I personaggi si presentano e parlano, cantando e ballando dall’inizio con la canzone “Al mio funerale” e alla fine con il geniale duello “O’ vient’ e libertà” passando attraverso “L’amore ritrovato”, rifacimento di “What a feeling”.

Napoli è una città piena di colori e luci che stimola l’immaginazione ad andare oltre. La tavolozza di colori si ispira a grandi interpreti, grandi autori musicali e ad una “pazzia” che rende leggera la vita con dei movimenti in sincrono.

Un musical “d’ammore”, perché di un ritrovato primo amore adolescenziale si parla. Si canta e si balla sullo schermo in perfetto stile Manetti grazie anche a Luca Tommassini, che ne ha curato le coreografie belle e divertenti.

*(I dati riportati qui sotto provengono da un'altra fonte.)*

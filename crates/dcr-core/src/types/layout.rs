//! Target byte order and pointer width.
//!
//! Both are negotiated once per session from the descriptor header and then
//! govern every multi-byte field the reader decodes.

use std::fmt;

use super::Address;

/// Byte order of the target process
#[derive(Debug, Clone, Copy, PartialEq, Eq, Hash)]
pub enum Endianness
{
    /// Least significant byte first
    Little,
    /// Most significant byte first
    Big,
}

impl Endianness
{
    /// Byte order of the host this code runs on
    #[must_use]
    pub const fn native() -> Self
    {
        if cfg!(target_endian = "little") {
            Endianness::Little
        } else {
            Endianness::Big
        }
    }

    /// Whether this is [`Endianness::Little`]
    #[must_use]
    pub const fn is_little(self) -> bool
    {
        matches!(self, Endianness::Little)
    }

    /// The other byte order
    #[must_use]
    pub const fn opposite(self) -> Self
    {
        match self {
            Endianness::Little => Endianness::Big,
            Endianness::Big => Endianness::Little,
        }
    }

    /// Decode an unsigned integer of up to 8 bytes.
    ///
    /// ```rust
    /// use dcr_core::types::Endianness;
    ///
    /// assert_eq!(Endianness::Little.decode_uint(&[0x01, 0x02]), 0x0201);
    /// assert_eq!(Endianness::Big.decode_uint(&[0x01, 0x02]), 0x0102);
    /// ```
    #[must_use]
    pub fn decode_uint(self, bytes: &[u8]) -> u64
    {
        debug_assert!(bytes.len() <= 8, "cannot decode {} bytes into a u64", bytes.len());
        let fold = |acc: u64, byte: &u8| (acc << 8) | u64::from(*byte);
        match self {
            Endianness::Little => bytes.iter().rev().fold(0, fold),
            Endianness::Big => bytes.iter().fold(0, fold),
        }
    }

    /// Encode `value` into all of `dest`.
    ///
    /// `value` must fit in `dest.len()` bytes; check with [`uint_fits`] when
    /// it comes from outside.
    pub fn encode_uint(self, value: u64, dest: &mut [u8])
    {
        debug_assert!(dest.len() <= 8, "cannot encode a u64 into {} bytes", dest.len());
        debug_assert!(uint_fits(value, dest.len()), "{value:#x} does not fit in {} bytes", dest.len());
        let len = dest.len();
        for i in 0..len {
            let byte = (value >> (8 * i)) as u8;
            match self {
                Endianness::Little => dest[i] = byte,
                Endianness::Big => dest[len - 1 - i] = byte,
            }
        }
    }

    /// Decode a `u16`.
    #[must_use]
    pub const fn decode_u16(self, bytes: [u8; 2]) -> u16
    {
        match self {
            Endianness::Little => u16::from_le_bytes(bytes),
            Endianness::Big => u16::from_be_bytes(bytes),
        }
    }

    /// Decode a `u32`.
    #[must_use]
    pub const fn decode_u32(self, bytes: [u8; 4]) -> u32
    {
        match self {
            Endianness::Little => u32::from_le_bytes(bytes),
            Endianness::Big => u32::from_be_bytes(bytes),
        }
    }

    /// Decode a `u64`.
    #[must_use]
    pub const fn decode_u64(self, bytes: [u8; 8]) -> u64
    {
        match self {
            Endianness::Little => u64::from_le_bytes(bytes),
            Endianness::Big => u64::from_be_bytes(bytes),
        }
    }
}

/// Whether `value` can be stored in `bytes` bytes without losing bits
///
/// ```rust
/// use dcr_core::types::layout::uint_fits;
///
/// assert!(uint_fits(0xffff, 2));
/// assert!(!uint_fits(0x1_0000, 2));
/// assert!(uint_fits(u64::MAX, 8));
/// ```
#[must_use]
pub const fn uint_fits(value: u64, bytes: usize) -> bool
{
    bytes >= 8 || value >> (8 * bytes) == 0
}

impl fmt::Display for Endianness
{
    fn fmt(&self, f: &mut fmt::Formatter<'_>) -> fmt::Result
    {
        match self {
            Endianness::Little => write!(f, "little-endian"),
            Endianness::Big => write!(f, "big-endian"),
        }
    }
}

/// Size of a target pointer in bytes
#[derive(Debug, Clone, Copy, PartialEq, Eq, Hash)]
pub enum PointerWidth
{
    /// 32-bit target
    Four,
    /// 64-bit target
    Eight,
}

impl PointerWidth
{
    /// Number of bytes a pointer occupies
    #[must_use]
    pub const fn bytes(self) -> usize
    {
        match self {
            PointerWidth::Four => 4,
            PointerWidth::Eight => 8,
        }
    }

    /// Largest address representable at this width
    #[must_use]
    pub const fn max_address(self) -> u64
    {
        match self {
            PointerWidth::Four => u32::MAX as u64,
            PointerWidth::Eight => u64::MAX,
        }
    }

    /// Width for a byte count, if it is 4 or 8
    ///
    /// ```rust
    /// use dcr_core::types::PointerWidth;
    ///
    /// assert_eq!(PointerWidth::from_bytes(8), Some(PointerWidth::Eight));
    /// assert_eq!(PointerWidth::from_bytes(2), None);
    /// ```
    #[must_use]
    pub const fn from_bytes(bytes: usize) -> Option<Self>
    {
        match bytes {
            4 => Some(PointerWidth::Four),
            8 => Some(PointerWidth::Eight),
            _ => None,
        }
    }
}

impl fmt::Display for PointerWidth
{
    fn fmt(&self, f: &mut fmt::Formatter<'_>) -> fmt::Result
    {
        write!(f, "{}-byte", self.bytes())
    }
}

/// Endianness and pointer width of one target, fixed for a session
#[derive(Debug, Clone, Copy, PartialEq, Eq, Hash)]
pub struct TargetLayout
{
    /// Byte order of every multi-byte field
    pub endianness: Endianness,
    /// Size of every pointer-typed field
    pub pointer_width: PointerWidth,
}

impl TargetLayout
{
    /// Create a layout
    #[must_use]
    pub const fn new(endianness: Endianness, pointer_width: PointerWidth) -> Self
    {
        Self {
            endianness,
            pointer_width,
        }
    }

    /// Pointer size in bytes
    #[must_use]
    pub const fn pointer_size(&self) -> usize
    {
        self.pointer_width.bytes()
    }

    /// Decode a pointer from exactly [`Self::pointer_size`] bytes.
    #[must_use]
    pub fn decode_pointer(&self, bytes: &[u8]) -> Address
    {
        debug_assert_eq!(bytes.len(), self.pointer_size());
        Address::new(self.endianness.decode_uint(bytes))
    }

    /// Encode a pointer into exactly [`Self::pointer_size`] bytes.
    ///
    /// Addresses that do not fit the width are truncated; callers that build
    /// target memory validate against [`PointerWidth::max_address`] first.
    pub fn encode_pointer(&self, address: Address, dest: &mut [u8])
    {
        debug_assert_eq!(dest.len(), self.pointer_size());
        self.endianness.encode_uint(address.value(), dest);
    }
}

impl fmt::Display for TargetLayout
{
    fn fmt(&self, f: &mut fmt::Formatter<'_>) -> fmt::Result
    {
        write!(f, "{}, {} pointers", self.endianness, self.pointer_width)
    }
}
//! # Entrypoints
//!
//! Handle-based surface for hosts that cannot hold a [`Target`] directly.
//!
//! Every function returns a [`Status`]. Internal errors are logged and
//! collapsed to [`Status::Fail`]; no [`ReaderError`] crosses this boundary.
//! A panic, including one raised by the host's read callback, is caught and
//! reported the same way.
//!
//! ## Handles
//!
//! [`init`] allocates a session in a process-wide table and hands back an
//! opaque [`Handle`]. Handles are never reused. The read callback receives
//! only the `user_context` id registered with it, never a session reference.
//!
//! Each session has its own lock. The table itself is locked only long
//! enough to find a session, so a callback may create, use or destroy other
//! sessions while a parse is running.
//!
//! ## Example
//!
//! ```rust
//! use dcr_core::entrypoints::{self, Handle, Status};
//!
//! fn read(_address: u64, _length: u32, _context: u64, _dest: &mut [u8]) -> i32
//! {
//!     -1
//! }
//!
//! let mut handle = Handle::INVALID;
//! assert_eq!(entrypoints::init(&mut handle), Status::Ok);
//! assert_eq!(entrypoints::set_reader_func(handle, read, 0), Status::Ok);
//! // Nothing is mapped, so parsing fails without touching the session.
//! assert_eq!(entrypoints::set_stream(handle, 0x1000), Status::Fail);
//! entrypoints::destroy(handle);
//! ```

use std::collections::HashMap;
use std::fmt;
use std::panic::{self, AssertUnwindSafe};
use std::sync::{Arc, Mutex, MutexGuard, PoisonError};

use once_cell::sync::Lazy;
use tracing::{debug, error};

use crate::ds_type::DSType;
use crate::error::{ReaderError, ReaderResult};
use crate::memory::{CallbackReader, ReadFn};
use crate::target::Target;
use crate::types::Address;

/// Result of an entrypoint call
#[derive(Debug, Clone, Copy, PartialEq, Eq, Hash)]
#[repr(i32)]
pub enum Status
{
    /// The call succeeded
    Ok = 0,
    /// The call failed; details went to the log
    Fail = -1,
}

impl Status
{
    /// Raw integer code
    #[must_use]
    pub const fn code(self) -> i32
    {
        self as i32
    }

    /// Whether this is [`Status::Ok`]
    #[must_use]
    pub const fn is_ok(self) -> bool
    {
        matches!(self, Status::Ok)
    }
}

/// Opaque session handle
#[derive(Debug, Clone, Copy, PartialEq, Eq, Hash, Default)]
pub struct Handle(u64);

impl Handle
{
    /// Never returned by [`init`]
    pub const INVALID: Handle = Handle(0);

    /// Raw handle value
    #[must_use]
    pub const fn value(self) -> u64
    {
        self.0
    }

    /// Rebuild a handle from its raw value
    #[must_use]
    pub const fn from_raw(value: u64) -> Self
    {
        Handle(value)
    }
}

impl fmt::Display for Handle
{
    fn fmt(&self, f: &mut fmt::Formatter<'_>) -> fmt::Result
    {
        write!(f, "handle#{}", self.0)
    }
}

type Session = Arc<Mutex<Target>>;

#[derive(Default)]
struct SessionTable
{
    next: u64,
    sessions: HashMap<u64, Session>,
}

impl SessionTable
{
    fn insert(&mut self, target: Target) -> Handle
    {
        self.next += 1;
        self.sessions.insert(self.next, Arc::new(Mutex::new(target)));
        Handle(self.next)
    }

    fn get(&self, handle: Handle) -> ReaderResult<Session>
    {
        self.sessions
            .get(&handle.0)
            .cloned()
            .ok_or_else(|| ReaderError::UsageError(format!("{handle} is not a live session")))
    }
}

static SESSIONS: Lazy<Mutex<SessionTable>> = Lazy::new(|| Mutex::new(SessionTable::default()));

/// The table lock is only held for lookups and bookkeeping, never while a
/// target runs the host's read callback.
fn sessions() -> MutexGuard<'static, SessionTable>
{
    SESSIONS.lock().unwrap_or_else(PoisonError::into_inner)
}

fn status(operation: &str, handle: Handle, result: ReaderResult<()>) -> Status
{
    match result {
        Ok(()) => Status::Ok,
        Err(err) => {
            error!(operation, %handle, error = %err, "entrypoint failed");
            Status::Fail
        }
    }
}

/// Run an entrypoint body, turning a panic into [`Status::Fail`].
fn guarded(operation: &str, handle: Handle, body: impl FnOnce() -> ReaderResult<()>) -> Status
{
    match panic::catch_unwind(AssertUnwindSafe(body)) {
        Ok(result) => status(operation, handle, result),
        Err(payload) => {
            let message = payload
                .downcast_ref::<&str>()
                .copied()
                .or_else(|| payload.downcast_ref::<String>().map(String::as_str))
                .unwrap_or("non-string panic payload");
            error!(operation, %handle, panic = message, "entrypoint panicked");
            Status::Fail
        }
    }
}

fn with_target<T>(handle: Handle, f: impl FnOnce(&mut Target) -> ReaderResult<T>) -> ReaderResult<T>
{
    let session = sessions().get(handle)?;
    // Targets only commit a parse on success, so a poisoned one is still whole.
    let mut target = session.lock().unwrap_or_else(PoisonError::into_inner);
    f(&mut target)
}

/// Allocate a session and write its handle.
pub fn init(handle: &mut Handle) -> Status
{
    let mut created = Handle::INVALID;
    let status = guarded("init", Handle::INVALID, || {
        let target = Target::with_config(crate::config::ReaderConfig::from_env());
        created = sessions().insert(target);
        Ok(())
    });
    if status.is_ok() {
        *handle = created;
        debug!(%handle, "session created");
    }
    status
}

/// Release a session. Unknown handles are ignored.
///
/// A call still running on the session keeps it alive until it returns.
pub fn destroy(handle: Handle)
{
    let _ = guarded("destroy", handle, || {
        let removed = sessions().sessions.remove(&handle.0);
        if removed.is_some() {
            debug!(%handle, "session destroyed");
        }
        Ok(())
    });
}

/// Bind the read callback for a session.
///
/// Fails if the handle is unknown or a callback is already bound.
pub fn set_reader_func(handle: Handle, func: ReadFn, user_context: u64) -> Status
{
    guarded("set_reader_func", handle, || {
        with_target(handle, |target| {
            target.set_reader(Box::new(CallbackReader::new(func, user_context)))
        })
    })
}

/// Parse the descriptor at `descriptor_address`.
///
/// On failure the session keeps whatever an earlier successful call parsed.
/// The read callback may call back into any entrypoint except those taking
/// this same handle.
pub fn set_stream(handle: Handle, descriptor_address: u64) -> Status
{
    guarded("set_stream", handle, || {
        with_target(handle, |target| target.set_stream(Address::new(descriptor_address)))
    })
}

/// Decode the value of local type `ds_type` into `out`.
///
/// `ds_type` is the numeric value of a [`DSType`]; `out.len()` selects the
/// width (1, 2, 4 or 8 bytes) and the result is written native-endian.
pub fn get_value(handle: Handle, ds_type: u32, out: &mut [u8]) -> Status
{
    guarded("get_value", handle, || {
        let ty = DSType::try_from(ds_type)?;
        with_target(handle, |target| target.get_value(ty, out))
    })
}

/// Like [`get_value`], naming the local type instead of numbering it.
pub fn get_value_by_name(handle: Handle, name: &str, out: &mut [u8]) -> Status
{
    guarded("get_value_by_name", handle, || {
        let ty = name.parse::<DSType>()?;
        with_target(handle, |target| target.get_value(ty, out))
    })
}

/// Read the target's breaking-change version into `version`.
///
/// `version` is left alone on failure.
pub fn get_breaking_change_version(handle: Handle, version: &mut i32) -> Status
{
    guarded("get_breaking_change_version", handle, || {
        *version = with_target(handle, |target| target.breaking_change_version())?;
        Ok(())
    })
}

#[cfg(test)]
mod tests
{
    use super::*;

    fn never_reads(_address: u64, _length: u32, _context: u64, _dest: &mut [u8]) -> i32
    {
        -1
    }

    #[test]
    fn test_handles_are_unique_and_nonzero()
    {
        let (mut a, mut b) = (Handle::INVALID, Handle::INVALID);
        assert_eq!(init(&mut a), Status::Ok);
        assert_eq!(init(&mut b), Status::Ok);
        assert_ne!(a, Handle::INVALID);
        assert_ne!(a, b);
        destroy(a);
        destroy(b);
    }

    #[test]
    fn test_double_reader_registration_fails()
    {
        let mut handle = Handle::INVALID;
        init(&mut handle);
        assert_eq!(set_reader_func(handle, never_reads, 1), Status::Ok);
        assert_eq!(set_reader_func(handle, never_reads, 2), Status::Fail);
        destroy(handle);
    }

    #[test]
    fn test_destroyed_handle_fails_and_double_destroy_is_harmless()
    {
        let mut handle = Handle::INVALID;
        init(&mut handle);
        destroy(handle);
        destroy(handle);
        assert_eq!(set_stream(handle, 0x1000), Status::Fail);
    }

    #[test]
    fn test_lookup_before_set_stream_fails()
    {
        let mut handle = Handle::INVALID;
        init(&mut handle);
        let mut out = [0u8; 4];
        assert_eq!(get_value(handle, DSType::ThreadStore as u32, &mut out), Status::Fail);
        assert_eq!(get_value(handle, 42, &mut out), Status::Fail);
        let mut version = 7;
        assert_eq!(get_breaking_change_version(handle, &mut version), Status::Fail);
        assert_eq!(version, 7);
        destroy(handle);
    }

    #[test]
    fn test_status_codes()
    {
        assert_eq!(Status::Ok.code(), 0);
        assert_eq!(Status::Fail.code(), -1);
    }
}
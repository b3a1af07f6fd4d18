//! Descriptor header builder.
//!
//! The header is followed in the same reservation by its pointer-data table.
//! Knobs for a bad magic or bad flags produce headers the decoder must
//! reject.

use dcr_core::types::{Address, PointerWidth, TargetLayout};
use dcr_core::wire::{DescriptorHeader, DESCRIPTOR_MAGIC, FLAG_POINTER_64, FLAG_RESERVED};

use crate::buffer::BufferBuilder;
use crate::error::{fail_fast, narrow};
use crate::context::PlacedContext;
use crate::patch::Patch;
use crate::reservation::ReservationId;
use crate::system::VirtualMemorySystem;

/// Flags a well-formed header carries for `pointer_width`
#[must_use]
pub const fn default_flags(pointer_width: PointerWidth) -> u32
{
    match pointer_width {
        PointerWidth::Four => FLAG_RESERVED,
        PointerWidth::Eight => FLAG_RESERVED | FLAG_POINTER_64,
    }
}

/// Builds a descriptor header and its pointer-data table
#[derive(Debug, Clone, PartialEq, Eq)]
pub struct DescriptorBuilder
{
    layout: TargetLayout,
    context: Option<PlacedContext>,
    pointer_data: Vec<Patch>,
    magic: u64,
    flags: u32,
}

impl DescriptorBuilder
{
    /// A header with no payload
    #[must_use]
    pub const fn new(layout: TargetLayout) -> Self
    {
        Self {
            layout,
            context: None,
            pointer_data: Vec::new(),
            magic: DESCRIPTOR_MAGIC,
            flags: default_flags(layout.pointer_width),
        }
    }

    /// Point the payload at a placed data context.
    #[must_use]
    pub const fn with_context(mut self, context: PlacedContext) -> Self
    {
        self.context = Some(context);
        self
    }

    /// Append fixed pointer-data entries.
    #[must_use]
    pub fn with_pointer_data(mut self, addresses: impl IntoIterator<Item = Address>) -> Self
    {
        self.pointer_data.extend(addresses.into_iter().map(Patch::ConstPointer));
        self
    }

    /// Append one pointer-data entry resolved later.
    #[must_use]
    pub fn with_pointer_patch(mut self, patch: Patch) -> Self
    {
        self.pointer_data.push(patch);
        self
    }

    /// Write a different magic.
    #[must_use]
    pub const fn with_magic(mut self, magic: u64) -> Self
    {
        self.magic = magic;
        self
    }

    /// Write different platform flags.
    #[must_use]
    pub const fn with_flags(mut self, flags: u32) -> Self
    {
        self.flags = flags;
        self
    }

    /// Render into a buffer.
    #[must_use]
    pub fn into_buffer(self) -> BufferBuilder
    {
        let width = self.layout.pointer_size();
        let header_size = DescriptorHeader::encoded_size(self.layout.pointer_width);

        let mut buffer = BufferBuilder::new(self.layout, "descriptor");
        buffer.write_u64(0, self.magic);
        buffer.write_u32(8, self.flags);
        match self.context {
            Some(context) => {
                buffer.write_u32(12, context.len);
                buffer.patch_at(
                    16,
                    Patch::ReservationOffset {
                        reservation: context.reservation,
                        offset: 0,
                    },
                );
            }
            None => {
                buffer.write_u32(12, 0);
                buffer.patch_at(16, Patch::NULL);
            }
        }
        buffer.write_u32(16 + width, fail_fast(narrow("pointer data count", self.pointer_data.len())));
        buffer.write_u32(20 + width, 0);
        let table = if self.pointer_data.is_empty() {
            Patch::NULL
        } else {
            Patch::SameBufferOffset(header_size)
        };
        buffer.patch_at(24 + width, table);
        buffer.ensure_capacity(header_size, 0);

        for (index, entry) in self.pointer_data.into_iter().enumerate() {
            buffer.patch_at(header_size + index * width, entry);
        }
        buffer
    }

    /// Queue the descriptor as a reservation.
    pub fn reserve(self, system: &mut VirtualMemorySystem) -> ReservationId
    {
        self.into_buffer().reserve(system)
    }
}

#[cfg(test)]
mod tests
{
    use dcr_core::types::Endianness;

    use super::*;

    #[test]
    fn test_header_and_table_sizes()
    {
        let layout = TargetLayout::new(Endianness::Little, PointerWidth::Four);
        assert_eq!(DescriptorBuilder::new(layout).into_buffer().len(), 32);
        let buffer = DescriptorBuilder::new(layout)
            .with_pointer_data([Address::new(0x10), Address::new(0x20)])
            .into_buffer();
        assert_eq!(buffer.len(), 40);
    }

    #[test]
    fn test_default_flags()
    {
        assert_eq!(default_flags(PointerWidth::Four), 0b01);
        assert_eq!(default_flags(PointerWidth::Eight), 0b11);
    }
}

Non si può uccidere l’amore è il messaggio di questo entusiasmante film. Chi ti vuole più bene di me?

I dialoghi tra Don Vincenzo (Carlo Buccirosso ) e Donna Maria (Claudia Gerini) sono esilaranti, così come le loro nuove identità da latitanti: Vincenzo Ranieri e Grazia Chelli in onore della famiglia reale del principato di Monaco.

La grande storia d’amore è tra Fatima (una ‪Serena Rossi magnetica) e Ciro (Giampaolo Morelli): ma purtroppo Fatima si trova nel posto sbagliato al momento sbagliato e Ciro dovrà eliminarla.

Le due tigri, Ciro e Rosario (Raiz) sono state addestrate a dovere su ispirazione dei film di 007, e sono al servizio di Don Vincenzo e di sua moglie. Tutte le battute sono esilaranti e geniali.

La scelta del musical ha permesso di affrontare temi profondi ed importanti, si canta mentre ci si bacia, durante una sparatoria, si canta mentre si è scippati a Scampia. Questa vena di follia si respira durante tutto il film grazie anche agli interpreti, tutti molto bravi.

‪I Manetti Bros. riescono a fare divertire anche  gli stessi interpreti durante le loro riprese, ed il risultato finale divertente e di qualità ne è la prova.